▸ **Your task**: Please transcribe the data that follows exactly, from its first line through the line that contains "and live items".
——————————
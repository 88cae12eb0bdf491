//! Endpoints of the Podcast Index API.
//!
//! Each request type names its path and the envelope its response comes
//! in, and assembles its own query parameters:
//! * [`podcasts`] - feed lookups by id, GUID, iTunes id or URL
//! * [`episodes`] - episodes by feed, single episodes and live items
//! * [`search`] - searches by term, title, person and music term
//! * [`categories`] - the category list
//!
//! # Envelopes
//!
//! Every response wraps its payload:
//!
//! ```json
//! {
//!     "status": "true",
//!     "feed": { ... },
//!     "description": "Found matching feed"
//! }
//! ```
//!
//! The `status` string is not consulted: HTTP status codes alone decide
//! success.

pub mod categories;
pub mod episodes;
pub mod podcasts;
pub mod search;

use std::fmt::Debug;

use serde::{de::DeserializeOwned, Deserialize};
use serde_with::{serde_as, DefaultOnNull};

use super::{codec::found, query::Query};
use crate::{episode::Episode, podcast::Category, podcast::Podcast};

/// An API endpoint.
///
/// # Example
///
/// ```ignore
/// struct ByFeedId { id: FeedId }
///
/// impl Endpoint for ByFeedId {
///     const PATH: &'static str = "podcasts/byfeedid";
///     type Response = FeedResponse;
///
///     fn query(&self) -> Query {
///         let mut query = Query::new();
///         query.set("id", self.id);
///         query
///     }
/// }
/// ```
pub trait Endpoint {
    /// Path relative to the base URL.
    const PATH: &'static str;

    /// Envelope the payload arrives in.
    type Response: DeserializeOwned + Debug;

    /// Query parameters of this request.
    fn query(&self) -> Query;
}

/// Envelope holding a single feed.
#[derive(Clone, Debug, Deserialize)]
pub struct FeedResponse {
    /// `None` if no feed matched.
    #[serde(default, deserialize_with = "found")]
    pub feed: Option<Podcast>,

    #[serde(default)]
    pub description: Option<String>,
}

/// Envelope holding a list of feeds.
#[serde_as]
#[derive(Clone, Debug, Deserialize)]
pub struct FeedsResponse {
    #[serde_as(as = "DefaultOnNull")]
    #[serde(default)]
    pub feeds: Vec<Podcast>,

    #[serde(default)]
    pub count: Option<u64>,

    #[serde(default)]
    pub description: Option<String>,
}

/// Envelope holding a single episode.
#[derive(Clone, Debug, Deserialize)]
pub struct EpisodeResponse {
    /// `None` if no episode matched.
    #[serde(default, deserialize_with = "found")]
    pub episode: Option<Episode>,

    #[serde(default)]
    pub description: Option<String>,
}

/// Envelope holding a list of episodes.
#[serde_as]
#[derive(Clone, Debug, Deserialize)]
pub struct EpisodesResponse {
    #[serde_as(as = "DefaultOnNull")]
    #[serde(default)]
    pub items: Vec<Episode>,

    #[serde(default)]
    pub count: Option<u64>,

    #[serde(default)]
    pub description: Option<String>,
}

/// Envelope holding the category list.
#[serde_as]
#[derive(Clone, Debug, Deserialize)]
pub struct CategoriesResponse {
    #[serde_as(as = "DefaultOnNull")]
    #[serde(default)]
    pub feeds: Vec<Category>,

    #[serde(default)]
    pub count: Option<u64>,

    #[serde(default)]
    pub description: Option<String>,
}

#[cfg(test)]
mod tests {
    use super::*;
    use crate::podcast::FeedId;

    #[test]
    fn empty_feed_is_not_found() {
        let response: FeedResponse =
            serde_json::from_str(r#"{"status": "true", "feed": [], "description": "No feeds match this id."}"#)
                .unwrap();
        assert!(response.feed.is_none());
    }

    #[test]
    fn feed_is_decoded() {
        let response: FeedResponse =
            serde_json::from_str(r#"{"status": "true", "feed": {"id": 920666}}"#).unwrap();
        assert_eq!(response.feed.unwrap().id, FeedId(920_666));
    }

    #[test]
    fn invalid_feed_is_an_error() {
        let err = serde_json::from_str::<FeedResponse>(
            r#"{"feed": {"id": 1, "link": ":invalid"}}"#,
        )
        .unwrap_err();
        assert!(err.to_string().contains("failed to parse Link ':invalid'"));
    }

    #[test]
    fn null_lists_are_empty() {
        let response: FeedsResponse =
            serde_json::from_str(r#"{"status": "true", "feeds": null, "count": 0}"#).unwrap();
        assert!(response.feeds.is_empty());

        let response: EpisodesResponse = serde_json::from_str(r#"{"status": "true"}"#).unwrap();
        assert!(response.items.is_empty());
    }
}
//! Request signing for the Podcast Index API.
//!
//! Every request presents the API key together with a timestamp and a
//! SHA-1 digest of key, secret and timestamp. The digest is recomputed for
//! every request because it depends on the current time:
//!
//! ```text
//! User-Agent:    SuperPodcastPlayer/1.3
//! X-Auth-Key:    UXKCGDSYGUUEVQJSYDZH
//! X-Auth-Date:   1700000000
//! Authorization: sha1(X-Auth-Key ‖ secret ‖ X-Auth-Date), lowercase hex
//! ```

use std::time::{SystemTime, UNIX_EPOCH};

use reqwest::header::{HeaderMap, HeaderName, HeaderValue, AUTHORIZATION, USER_AGENT};
use sha1::{Digest, Sha1};
use veil::Redact;

use crate::{config::Credentials, error::Result};

/// Name of the header carrying the API key.
pub const X_AUTH_KEY: HeaderName = HeaderName::from_static("x-auth-key");

/// Name of the header carrying the signing timestamp.
pub const X_AUTH_DATE: HeaderName = HeaderName::from_static("x-auth-date");

/// Header values that authenticate a single request.
#[derive(Clone, Redact, PartialEq, Eq, Hash)]
pub struct AuthHeaders {
    pub user_agent: String,
    pub api_key: String,
    /// Unix timestamp in seconds, as a decimal string.
    pub date: String,
    #[redact]
    pub authorization: String,
}

impl AuthHeaders {
    /// Signs for the given Unix timestamp.
    #[must_use]
    pub fn new(user_agent: &str, credentials: &Credentials, timestamp: u64) -> Self {
        let date = timestamp.to_string();
        let authorization = authorization(&credentials.api_key, &credentials.api_secret, &date);

        Self {
            user_agent: user_agent.to_owned(),
            api_key: credentials.api_key.clone(),
            date,
            authorization,
        }
    }

    /// Signs for the current system time.
    #[must_use]
    pub fn now(user_agent: &str, credentials: &Credentials) -> Self {
        Self::new(user_agent, credentials, now_from_epoch())
    }

    /// Inserts the four authentication headers, replacing earlier values.
    ///
    /// # Errors
    ///
    /// Will return `Err` if the user agent or API key are not valid header
    /// values, for example because they contain control characters.
    pub fn apply(&self, headers: &mut HeaderMap) -> Result<()> {
        headers.insert(USER_AGENT, HeaderValue::from_str(&self.user_agent)?);
        headers.insert(X_AUTH_KEY, HeaderValue::from_str(&self.api_key)?);
        headers.insert(X_AUTH_DATE, HeaderValue::from_str(&self.date)?);

        let mut authorization = HeaderValue::from_str(&self.authorization)?;
        authorization.set_sensitive(true);
        headers.insert(AUTHORIZATION, authorization);

        Ok(())
    }
}

/// Current system time in seconds from epoch.
///
/// # Panics
///
/// Panics if the system time is before epoch.
fn now_from_epoch() -> u64 {
    SystemTime::now()
        .duration_since(UNIX_EPOCH)
        .expect("system time is before epoch")
        .as_secs()
}

/// Computes the `Authorization` value: the lowercase hexadecimal SHA-1
/// digest of key, secret and date concatenated without separators.
#[must_use]
pub fn authorization(api_key: &str, api_secret: &str, date: &str) -> String {
    let mut hasher = Sha1::new();
    hasher.update(api_key.as_bytes());
    hasher.update(api_secret.as_bytes());
    hasher.update(date.as_bytes());
    format!("{:x}", hasher.finalize())
}

#[cfg(test)]
mod tests {
    use super::*;

    #[test]
    fn signs_key_secret_and_date() {
        assert_eq!(
            authorization(
                "UXKCGDSYGUUEVQJSYDZH",
                "yzJe2eE7XV-3eY576dyRZ6wXyAbndh6LUrCZ8KN|",
                "1700000000"
            ),
            "c75e70335187b65588b2c46e98691f5e9d5850af"
        );
    }

    #[test]
    fn headers_carry_decimal_timestamp() {
        let credentials = Credentials::new("key", "secret");
        let headers = AuthHeaders::new("TestPlayer/1.0", &credentials, 0);
        assert_eq!(headers.date, "0");
        assert_eq!(headers.api_key, "key");
        assert_eq!(
            headers.authorization,
            "2fa7bc308a4de4eb9952552dbda4115f7985b603"
        );
    }

    #[test]
    fn applies_all_headers() {
        let credentials = Credentials::new("key", "secret");
        let mut map = HeaderMap::new();
        AuthHeaders::new("TestPlayer/1.0", &credentials, 0)
            .apply(&mut map)
            .unwrap();

        assert_eq!(map[USER_AGENT], "TestPlayer/1.0");
        assert_eq!(map[X_AUTH_KEY], "key");
        assert_eq!(map[X_AUTH_DATE], "0");
        assert!(map[AUTHORIZATION].is_sensitive());
    }

    #[test]
    fn rejects_control_characters() {
        let credentials = Credentials::new("key\n", "secret");
        let mut map = HeaderMap::new();
        assert!(AuthHeaders::new("TestPlayer/1.0", &credentials, 0)
            .apply(&mut map)
            .is_err());
    }

    #[test]
    fn redacts_authorization() {
        let credentials = Credentials::new("key", "secret");
        let headers = AuthHeaders::new("TestPlayer/1.0", &credentials, 0);
        assert!(!format!("{headers:?}").contains("2fa7bc30"));
    }
}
——————————
▸ **Written response**:
repository 88cae12eb0bdf491
//! Endpoints of the Podcast Index API.
//!
//! Each request type names its path and the envelope its response comes
//! in, and assembles its own query parameters:
//! * [`podcasts`] - feed lookups by id, GUID, iTunes id or URL
//! * [`episodes`] - episodes by feed, single episodes and live items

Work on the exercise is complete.